Duke engineers developing ultrasound devices combining 3-D imaging with therapeutic heating

Peer-Reviewed Publication

Duke University

DURHAM, N.C.-- Duke University engineers are developing technology that may enable physicians to someday use high frequency ultrasound waves both to visualize the heart's interior in three dimensions and then selectively destroy heart tissue with heat to correct arrhythmias.

"No one else has developed a way for ultrasound to combine therapy and imaging in a catheter, let alone 3-D imaging," said Stephen Smith, the biomedical engineering professor who heads the project at Duke's Pratt School of Engineering.

Smith's group described work that developed initial laboratory prototypes in two research papers published in October 2005 in the journal "IEEE Transactions on Ultrasonics, Ferroelectronics and Frequency Control" and the journal "Ultrasonic Imaging."

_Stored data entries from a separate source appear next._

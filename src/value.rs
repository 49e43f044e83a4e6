//! Owned variant tree for entity attributes and document fields.
//!
//! Redesign flag (spec §9, "untyped JSON payloads"): rather than threading
//! `serde_json::Value` into predicate evaluation, the engine owns a single
//! tagged tree type and converts at the serialization boundary. This keeps
//! the query engine decoupled from a specific JSON crate's representation,
//! mirroring the way the teacher codebase defines its own `core` types
//! rather than passing library types through business logic.

use serde::{Deserialize, Serialize};
use std::cmp::Ordering;
use std::collections::BTreeMap;
use std::fmt;

/// A JSON-shaped value: the common currency of attributes, document
/// elements, and query literals.
#[derive(Debug, Clone, PartialEq, Serialize, Deserialize)]
#[serde(untagged)]
pub enum Value {
    /// JSON `null`.
    Null,
    /// JSON boolean.
    Bool(bool),
    /// JSON number, stored as `f64` (FiberDB does not distinguish int/float
    /// at the storage layer; callers needing exact integers should compare
    /// with integer literals, which round-trip exactly up to 2^53).
    Number(f64),
    /// JSON string.
    String(String),
    /// JSON array.
    Array(Vec<Value>),
    /// JSON object. Backed by a `BTreeMap` so field order is deterministic,
    /// which keeps query-cache keys (canonical serializations) stable.
    Object(BTreeMap<String, Value>),
}

impl Value {
    /// True if this value is `Null`.
    pub fn is_null(&self) -> bool {
        matches!(self, Value::Null)
    }

    /// Borrow as a string, if this is a `String` value.
    pub fn as_str(&self) -> Option<&str> {
        match self {
            Value::String(s) => Some(s),
            _ => None,
        }
    }

    /// Borrow as a number, if this is a `Number` value.
    pub fn as_f64(&self) -> Option<f64> {
        match self {
            Value::Number(n) => Some(*n),
            _ => None,
        }
    }

    /// Borrow as an array, if this is an `Array` value.
    pub fn as_array(&self) -> Option<&[Value]> {
        match self {
            Value::Array(items) => Some(items),
            _ => None,
        }
    }

    /// Borrow as an object, if this is an `Object` value.
    pub fn as_object(&self) -> Option<&BTreeMap<String, Value>> {
        match self {
            Value::Object(map) => Some(map),
            _ => None,
        }
    }

    /// Look up a field by name when this value is an object.
    pub fn get(&self, field: &str) -> Option<&Value> {
        self.as_object().and_then(|map| map.get(field))
    }

    /// Convert from `serde_json::Value` at the storage/wire boundary.
    pub fn from_json(value: serde_json::Value) -> Value {
        match value {
            serde_json::Value::Null => Value::Null,
            serde_json::Value::Bool(b) => Value::Bool(b),
            serde_json::Value::Number(n) => Value::Number(n.as_f64().unwrap_or(f64::NAN)),
            serde_json::Value::String(s) => Value::String(s),
            serde_json::Value::Array(items) => {
                Value::Array(items.into_iter().map(Value::from_json).collect())
            }
            serde_json::Value::Object(map) => Value::Object(
                map.into_iter()
                    .map(|(k, v)| (k, Value::from_json(v)))
                    .collect(),
            ),
        }
    }

    /// Convert to `serde_json::Value` at the storage/wire boundary.
    pub fn to_json(&self) -> serde_json::Value {
        match self {
            Value::Null => serde_json::Value::Null,
            Value::Bool(b) => serde_json::Value::Bool(*b),
            Value::Number(n) => serde_json::Number::from_f64(*n)
                .map(serde_json::Value::Number)
                .unwrap_or(serde_json::Value::Null),
            Value::String(s) => serde_json::Value::String(s.clone()),
            Value::Array(items) => {
                serde_json::Value::Array(items.iter().map(Value::to_json).collect())
            }
            Value::Object(map) => serde_json::Value::Object(
                map.iter().map(|(k, v)| (k.clone(), v.to_json())).collect(),
            ),
        }
    }

    /// Partial ordering used by range-index/`gt`/`lt` comparisons. Mixed
    /// types never error; they simply compare as unordered (`None`), which
    /// the predicate evaluator treats as "condition not satisfied".
    pub fn partial_cmp_value(&self, other: &Value) -> Option<Ordering> {
        match (self, other) {
            (Value::Number(a), Value::Number(b)) => a.partial_cmp(b),
            (Value::String(a), Value::String(b)) => a.partial_cmp(b),
            (Value::Bool(a), Value::Bool(b)) => a.partial_cmp(b),
            _ => None,
        }
    }

    /// `contains` semantics: substring match for strings, membership for
    /// arrays, otherwise false. Used by predicate evaluation and the text
    /// index.
    pub fn contains(&self, needle: &Value) -> bool {
        match (self, needle) {
            (Value::String(hay), Value::String(n)) => hay.contains(n.as_str()),
            (Value::Array(items), n) => items.contains(n),
            _ => false,
        }
    }
}

impl From<&str> for Value {
    fn from(s: &str) -> Self {
        Value::String(s.to_string())
    }
}

impl From<String> for Value {
    fn from(s: String) -> Self {
        Value::String(s)
    }
}

impl From<f64> for Value {
    fn from(n: f64) -> Self {
        Value::Number(n)
    }
}

impl From<i64> for Value {
    fn from(n: i64) -> Self {
        Value::Number(n as f64)
    }
}

impl From<bool> for Value {
    fn from(b: bool) -> Self {
        Value::Bool(b)
    }
}

impl fmt::Display for Value {
    fn fmt(&self, f: &mut fmt::Formatter<'_>) -> fmt::Result {
        write!(f, "{}", self.to_json())
    }
}

#[cfg(test)]
mod tests {
    use super::*;

    #[test]
    fn round_trips_through_json() {
        let original = serde_json::json!({"name": "Acme", "revenue": 1500, "tags": ["a", "b"]});
        let value = Value::from_json(original.clone());
        assert_eq!(value.to_json(), original);
    }

    #[test]
    fn contains_is_substring_on_strings() {
        let hay = Value::String("hello world".into());
        assert!(hay.contains(&Value::String("wor".into())));
        assert!(!hay.contains(&Value::String("xyz".into())));
    }

    #[test]
    fn mixed_type_comparisons_are_unordered() {
        let a = Value::Number(1.0);
        let b = Value::String("1".into());
        assert_eq!(a.partial_cmp_value(&b), None);
    }
}
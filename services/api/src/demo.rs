use crate::infra::{parse_locale, FailingSubmissionSink, InMemorySubmissionSink};
use catnet_intake::error::AppError;
use catnet_intake::i18n::{text, Locale};
use catnet_intake::workflows::assessment::{
    compose_report, AssessmentService, BasicInfoUpdate, BuildingType, DeliveryStatus,
    IntakeSession, ReportPage, ScoredQuestion, SubmissionSink,
};
use chrono::Local;
use clap::Args;
use std::sync::Arc;

#[derive(Args, Debug, Default)]
pub(crate) struct DemoArgs {
    /// Locale for the printed report (zh or en)
    #[arg(long, value_parser = parse_locale)]
    pub(crate) locale: Option<Locale>,
    /// Simulate a webhook transport outage during submit
    #[arg(long)]
    pub(crate) fail_dispatch: bool,
}

pub(crate) async fn run_demo(args: DemoArgs) -> Result<(), AppError> {
    let locale = args.locale.unwrap_or_default();
    println!("Cat home safety intake demo");

    if args.fail_dispatch {
        let service = AssessmentService::new(Arc::new(FailingSubmissionSink));
        run_scripted_assessment(&service, locale).await?;
        return Ok(());
    }

    let sink = Arc::new(InMemorySubmissionSink::default());
    let service = AssessmentService::new(sink.clone());
    run_scripted_assessment(&service, locale).await?;

    let deliveries = sink.deliveries();
    println!("\nRecorded webhook deliveries: {}", deliveries.len());
    if let Some(payload) = deliveries.first() {
        match serde_json::to_string_pretty(payload) {
            Ok(json) => println!("Submission payload:\n{json}"),
            Err(err) => println!("Submission payload unavailable: {err}"),
        }
    }

    Ok(())
}

async fn run_scripted_assessment<S>(
    service: &AssessmentService<S>,
    locale: Locale,
) -> Result<(), AppError>
where
    S: SubmissionSink + 'static,
{
    let mut session = IntakeSession::new(locale);

    session.update_basic(BasicInfoUpdate {
        address: Some("Flat 12B, Harbour View Court".to_string()),
        building_type: Some(BuildingType::Apartment),
        floor_level: Some("15".to_string()),
        window_count: Some("6".to_string()),
        door_count: Some("2".to_string()),
        heaviest_cat_weight: Some("5.5".to_string()),
    })?;
    session.advance()?;

    for (question, value) in [
        (ScoredQuestion::CatCount, 2),
        (ScoredQuestion::WindowBehavior, 3),
        (ScoredQuestion::WindowStructure, 2),
        (ScoredQuestion::Personality, 3),
        (ScoredQuestion::Environment, 1),
        (ScoredQuestion::Expectation, 2),
    ] {
        session.answer(question, value)?;
    }
    session.advance()?;

    let receipt = service.submit(&mut session).await?;

    println!("\nSubmission receipt");
    println!("- score {} / {}", receipt.total_score, receipt.max_score);
    println!(
        "- tier {} {}",
        receipt.tier.token(),
        text(locale, receipt.tier.banner_key())
    );
    match &receipt.delivery {
        DeliveryStatus::Delivered => println!("- webhook delivery: ok"),
        DeliveryStatus::Failed { reason } => {
            println!("- webhook delivery failed (non-fatal): {reason}")
        }
    }

    let assessment = session.finalize(service.scoring())?;
    let report = compose_report(
        &assessment,
        locale,
        service.scoring(),
        Local::now().date_naive(),
    );
    println!(
        "\nComposed report: {} pages -> {}",
        report.page_count(),
        report.file_name
    );
    for (index, page) in report.pages.iter().enumerate() {
        render_page(index + 1, page);
    }

    Ok(())
}

fn render_page(number: usize, page: &ReportPage) {
    match page {
        ReportPage::Summary(summary) => {
            println!("\nPage {number}: {}", summary.title);
            println!(
                "{} {} | {} {}/{}",
                summary.date_label, summary.date, summary.tier_label, summary.total_score,
                summary.max_score
            );
            println!("{} {}", summary.assessment_heading, summary.assessment);
            println!("{} {}", summary.recommendation_heading, summary.recommendation);
            println!("{} {}", summary.advice_heading, summary.advice);
            println!("{}", summary.basic_info_heading);
            for row in &summary.basic_info {
                println!("- {}: {}", row.label, row.value);
            }
            println!("{}", summary.score_heading);
            for row in &summary.scores {
                let marker = if row.flagged { " [!]" } else { "" };
                println!("- {}: {} {}{}", row.label, row.value, row.unit, marker);
            }
        }
        ReportPage::BreedReference(breeds) => {
            println!("\nPage {number}: {}", breeds.title);
            for group in &breeds.groups {
                println!("- {}: {}", group.title, group.breeds.join(", "));
            }
        }
        ReportPage::MultiCatReference(households) => {
            println!("\nPage {number}: {}", households.title);
            for section in &households.sections {
                println!("- {}", section.title);
                for point in &section.points {
                    println!("  - {point}");
                }
            }
        }
        ReportPage::ImpactReference(impact) => {
            println!("\nPage {number}: {}", impact.title);
            println!("{}", impact.basis);
            for row in &impact.rows {
                println!(
                    "- {} | {} | {} | {}",
                    row.behavior, row.multiplier, row.impact, row.description
                );
            }
        }
    }
}
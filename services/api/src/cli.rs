use crate::demo::{run_demo, DemoArgs};
use crate::server;
use catnet_intake::error::AppError;
use clap::{Args, Parser, Subcommand};

#[derive(Parser, Debug)]
#[command(
    name = "Cat Home Safety Intake",
    about = "Run the cat home safety assessment intake service from the command line",
    version
)]
struct Cli {
    #[command(subcommand)]
    command: Option<Command>,
}

#[derive(Subcommand, Debug)]
enum Command {
    /// Start the HTTP service (default command)
    Serve(ServeArgs),
    /// Walk a scripted assessment end-to-end and print the composed report
    Demo(DemoArgs),
}

#[derive(Args, Debug, Default)]
pub(crate) struct ServeArgs {
    /// Override the configured host for the HTTP server
    #[arg(long)]
    pub(crate) host: Option<String>,
    /// Override the configured port for the HTTP server
    #[arg(long)]
    pub(crate) port: Option<u16>,
}

pub(crate) async fn run() -> Result<(), AppError> {
    let cli = Cli::parse();
    let command = cli
        .command
        .unwrap_or_else(|| Command::Serve(ServeArgs::default()));

    match command {
        Command::Serve(args) => server::run(args).await,
        Command::Demo(args) => run_demo(args).await,
    }
}
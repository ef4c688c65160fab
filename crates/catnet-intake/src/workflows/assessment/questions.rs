use serde::{Deserialize, Serialize};

/// The six scored multiple-choice questions. An option's `value` is the point
/// weight that gets stored and summed; it is never an index into the option
/// list (cat count starts at 1, not 0).
#[derive(Debug, Clone, Copy, PartialEq, Eq, Hash, Serialize, Deserialize)]
#[serde(rename_all = "snake_case")]
pub enum ScoredQuestion {
    CatCount,
    WindowBehavior,
    WindowStructure,
    Personality,
    Environment,
    Expectation,
}

#[derive(Debug, Clone, Copy, PartialEq, Eq)]
pub struct QuestionOption {
    pub value: u8,
    pub label_key: &'static str,
}

impl ScoredQuestion {
    pub const fn ordered() -> [Self; 6] {
        [
            Self::CatCount,
            Self::WindowBehavior,
            Self::WindowStructure,
            Self::Personality,
            Self::Environment,
            Self::Expectation,
        ]
    }

    /// Flat key this question occupies in the submission payload. The keys
    /// keep the historical questionnaire numbering the intake sheet expects.
    pub const fn payload_key(self) -> &'static str {
        match self {
            Self::CatCount => "q3Score",
            Self::WindowBehavior => "q5Score",
            Self::WindowStructure => "q6Score",
            Self::Personality => "q7Score",
            Self::Environment => "q8Score",
            Self::Expectation => "q9Score",
        }
    }

    pub const fn title_key(self) -> &'static str {
        match self {
            Self::CatCount => "q3.title",
            Self::WindowBehavior => "q5.title",
            Self::WindowStructure => "q6.title",
            Self::Personality => "q7.title",
            Self::Environment => "q8.title",
            Self::Expectation => "q9.title",
        }
    }

    /// Short row label used in the report's score breakdown.
    pub const fn summary_label_key(self) -> &'static str {
        match self {
            Self::CatCount => "result.catCount",
            Self::WindowBehavior => "result.windowBehavior",
            Self::WindowStructure => "result.windowStructure",
            Self::Personality => "result.catPersonality",
            Self::Environment => "result.highRisk",
            Self::Expectation => "result.expectation",
        }
    }

    pub const fn options(self) -> &'static [QuestionOption] {
        match self {
            Self::CatCount => &[
                QuestionOption { value: 1, label_key: "q3.opt1" },
                QuestionOption { value: 2, label_key: "q3.opt2" },
                QuestionOption { value: 3, label_key: "q3.opt3" },
                QuestionOption { value: 4, label_key: "q3.opt4" },
            ],
            Self::WindowBehavior => &[
                QuestionOption { value: 0, label_key: "q5.opt1" },
                QuestionOption { value: 1, label_key: "q5.opt2" },
                QuestionOption { value: 2, label_key: "q5.opt3" },
                QuestionOption { value: 3, label_key: "q5.opt4" },
            ],
            Self::WindowStructure => &[
                QuestionOption { value: 0, label_key: "q6.opt1" },
                QuestionOption { value: 1, label_key: "q6.opt2" },
                QuestionOption { value: 2, label_key: "q6.opt3" },
                QuestionOption { value: 3, label_key: "q6.opt4" },
            ],
            Self::Personality => &[
                QuestionOption { value: 0, label_key: "q7.opt1" },
                QuestionOption { value: 1, label_key: "q7.opt2" },
                QuestionOption { value: 2, label_key: "q7.opt3" },
                QuestionOption { value: 3, label_key: "q7.opt4" },
            ],
            Self::Environment => &[
                QuestionOption { value: 0, label_key: "q8.opt1" },
                QuestionOption { value: 1, label_key: "q8.opt2" },
                QuestionOption { value: 2, label_key: "q8.opt3" },
                QuestionOption { value: 3, label_key: "q8.opt4" },
            ],
            Self::Expectation => &[
                QuestionOption { value: 0, label_key: "q9.opt1" },
                QuestionOption { value: 1, label_key: "q9.opt2" },
                QuestionOption { value: 2, label_key: "q9.opt3" },
                QuestionOption { value: 3, label_key: "q9.opt4" },
            ],
        }
    }

    /// Value at or above which this question's row is highlighted in the
    /// report. Independent of the tier cut points.
    pub const fn flag_threshold(self) -> u8 {
        match self {
            Self::CatCount => 3,
            _ => 2,
        }
    }

    pub fn min_value(self) -> u8 {
        self.options()[0].value
    }

    pub fn max_value(self) -> u8 {
        self.options()[self.options().len() - 1].value
    }

    pub fn accepts(self, value: i64) -> bool {
        self.options()
            .iter()
            .any(|option| i64::from(option.value) == value)
    }
}

/// Sum of every question's highest-scoring option.
pub fn maximum_total() -> u8 {
    ScoredQuestion::ordered()
        .into_iter()
        .map(|question| question.max_value())
        .sum()
}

In an interview, he said his group's technique may improve on doctors' most widely used method for destroying -- or "ablating" -- aberrant tissue that makes hearts beat irregularly. That current technique employs radio waves emitted from the end of an electrode probe that touches and excessively heats tissue selected for destruction.

After threading that internal probe into the heart through arteries, physicians must now rely on fluoroscopic imaging -- X-ray movies -- to help point the device. "However, a fluoroscope cannot image soft tissue at all," Smith said. "So the heart is just a fuzzy background." Under those circumstances, fluoroscopy can provide physicians "only a very gross guidance," he added.

Duke biomedical engineers previously pioneered techniques rendering the kind of soft tissue internal images that enable fetuses to be seen in the womb. They have also pioneered the use of ultrasound to create 3-D images of the heart and other organs.

During the past five years other researchers have followed up by developing tiny internal ultrasound imaging probes than can provide physicians better visual guidance than X-rays for internal surgery, Smith said. But those previous tiny probes acquire only two-dimensional images, which still have shortcomings for pinpoint tissue ablation, he said.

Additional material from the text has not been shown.